Given entries —
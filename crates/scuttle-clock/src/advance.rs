//! Head maintenance for the causal DAG.
//!
//! The head is the minimal set of mutually-concurrent event links: no
//! element is an ancestor of any other. [`advance`] folds one event into a
//! head while preserving that invariant, and converges to the same head for
//! any delivery order of the same events.

use crate::event::{ClockError, EventFetcher};
use scuttle_block::{BlockFetcher, Link};
use std::collections::{HashSet, VecDeque};
use tracing::trace;

/// Advance a head with a new event, returning the new head.
///
/// An event already in the head, or already an ancestor of a head element,
/// leaves the head unchanged. An event that supersedes one or more head
/// elements replaces them (shrinking the head when the event merges several
/// tips). An event concurrent with every tip is appended.
pub async fn advance<S: BlockFetcher + ?Sized>(
    blocks: &S,
    head: &[Link],
    event: Link,
) -> Result<Vec<Link>, ClockError> {
    let events = EventFetcher::new(blocks);

    if head.contains(&event) {
        return Ok(head.to_vec());
    }

    // Does the event supersede any current tip?
    let mut new_head: Vec<Link> = head.to_vec();
    let mut changed = false;
    for h in head {
        if contains_event(&events, event, *h).await? {
            new_head.retain(|link| link != h);
            changed = true;
        }
    }
    if changed {
        new_head.push(event);
        trace!(event = %event.short(), tips = new_head.len(), "event replaced head tips");
        return Ok(new_head);
    }

    // Is the event stale information some tip already knows about?
    for h in head {
        if contains_event(&events, *h, event).await? {
            return Ok(head.to_vec());
        }
    }

    // Concurrent with every tip: the head grows.
    let mut grown = head.to_vec();
    grown.push(event);
    trace!(event = %event.short(), tips = grown.len(), "concurrent event grew head");
    Ok(grown)
}

/// Is `b` a causal ancestor of `a` (or equal to it)?
pub async fn contains<S: BlockFetcher + ?Sized>(
    blocks: &S,
    a: &Link,
    b: &Link,
) -> Result<bool, ClockError> {
    let events = EventFetcher::new(blocks);
    contains_event(&events, *a, *b).await
}

/// Breadth-first search from `a`'s parents looking for `b`.
///
/// Frontier links that appear among `b`'s own parents are not expanded:
/// anything below them is also below `b`, and a DAG has no cycles that
/// could put `b` under its own parent.
async fn contains_event<S: BlockFetcher + ?Sized>(
    events: &EventFetcher<'_, S>,
    a: Link,
    b: Link,
) -> Result<bool, ClockError> {
    if a == b {
        return Ok(true);
    }
    let (aparents, bparents) =
        futures::try_join!(events.parents(&a), events.parents(&b))?;
    let mut queue: VecDeque<Link> = aparents.into();
    let mut visited: HashSet<Link> = HashSet::new();
    while let Some(link) = queue.pop_front() {
        if link == b {
            return Ok(true);
        }
        if bparents.contains(&link) {
            continue;
        }
        if !visited.insert(link) {
            continue;
        }
        queue.extend(events.parents(&link).await?);
    }
    Ok(false)
}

Assignment —
Start at the first line of the material. Reproduce every line exactly, ending with the line that holds "An event already".

Completed exercise —
filename crates/scuttle-clock/src/advance.rs
//! Head maintenance for the causal DAG.
//!
//! The head is the minimal set of mutually-concurrent event links: no
//! element is an ancestor of any other. [`advance`] folds one event into a
//! head while preserving that invariant, and converges to the same head for
//! any delivery order of the same events.

use crate::event::{ClockError, EventFetcher};
use scuttle_block::{BlockFetcher, Link};
use std::collections::{HashSet, VecDeque};
use tracing::trace;

/// Advance a head with a new event, returning the new head.
///
/// An event already in the head, or already an ancestor of a head element,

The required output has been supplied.